From: Dmitry Monakhov <dmonakhov@openvz.org>
To: Jan Kara <jack@suse.cz>
Cc: linux-ext4@vger.kernel.org, tytso@mit.edu, jack@suse.cz,
wenqing.lz@taobao.com
Subject: Re: [PATCH 4/7] ext4: fsync should wait for DIO writers
Date: Mon, 10 Sep 2012 14:56:04 +0400 [thread overview]
Message-ID: <87bohegn97.fsf@openvz.org> (raw)
In-Reply-To: <20120910095135.GF22903@quack.suse.cz>
On Mon, 10 Sep 2012 11:51:35 +0200, Jan Kara <jack@suse.cz> wrote:
> On Sun 09-09-12 21:27:11, Dmitry Monakhov wrote:
> > fsync and punch_hole are the places where we have to wait for all
> > existing writers (writeback, aio, dio), but currently we simply
> > flush pended end_io request which is not sufficient.

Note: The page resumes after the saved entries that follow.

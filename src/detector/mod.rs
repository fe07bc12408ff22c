//! Ship detector orchestrating coarse clustering and model refinement.
//!
//! Overview
//! - Runs the coarse detector on the raw amplitude raster.
//! - For every coarse box: pads it by a physical margin, clips the window to
//!   the raster, log-compresses the crop (`ln(1 + a)`), derives an initial
//!   rectangle guess from the box geometry and fits the model.
//! - Moves each fit back to raster coordinates and keeps candidates whose
//!   final cost does not exceed the threshold.
//!
//! Modules
//! - [`params`] – configuration types used by the detector and the demo.
//! - `candidate` – crop windows, compression, initial guess, per-box fit.
//! - `pipeline` – the [`ShipDetector`] implementation.

mod candidate;
pub mod params;
mod pipeline;

pub use candidate::{
    initial_guess, log_compress, refine_candidate, CropWindow, RefinedCandidate,
};
pub use params::{CandidateOptions, DetectionMethod, DetectorParams};
pub use pipeline::ShipDetector;
//! Tunables of the rectangle model and its optimizer.

use super::params::PARAM_COUNT;
use serde::{Deserialize, Serialize};

/// Geometry shared by rendering, clamping and the final oriented box.
#[derive(Clone, Debug, PartialEq, Serialize, Deserialize)]
#[serde(default)]
pub struct ModelOptions {
    /// Ship length divided by ship width.
    pub length_to_width_ratio: f64,
}

impl Default for ModelOptions {
    fn default() -> Self {
        Self {
            length_to_width_ratio: 5.0,
        }
    }
}

/// Gradient-descent settings, one entry per parameter in optimizer order
/// (`x, y, scale, angle, ship amplitude, background amplitude`).
#[derive(Clone, Debug, PartialEq, Serialize, Deserialize)]
#[serde(default)]
pub struct FitOptions {
    /// Forward-difference step per parameter. A zero step freezes the parameter.
    pub finite_difference_steps: [f64; PARAM_COUNT],
    /// Per-parameter learning rates.
    pub learning_rates: [f64; PARAM_COUNT],
    /// Stop once the gradient norm of an iteration falls below this value.
    pub gradient_tolerance: f64,
    /// Hard cap on optimizer iterations.
    pub max_iterations: usize,
    /// Keep a per-iteration record in the fit result.
    pub record_trace: bool,
}

impl Default for FitOptions {
    fn default() -> Self {
        Self {
            finite_difference_steps: [1.0, 1.0, 0.01, 0.05, 0.01, 0.01],
            learning_rates: [1e-2, 1e-2, 1e-5, 1e-5, 1e-6, 1e-6],
            gradient_tolerance: 0.5,
            max_iterations: 100,
            record_trace: false,
        }
    }
}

> Why not? I guess you mean the fact that there can be DIO in flight for
> which end_io() was not called so it is not queued in the queue? But that is
> OK - we have not yet called aio_complete() for that IO so for userspace the
> write has not happened yet. Thus there's no need to flush it to disk -
> fsync() does not say anything about writes in progress while fsync is
> called.
>From posix point of view(which is good one) may be wait for aio-dio's is
overwhelming guarantee.
> > Even more i_mutex is not holded while punch_hole which obviously
> > result in dangerous data corruption due to write-after-free.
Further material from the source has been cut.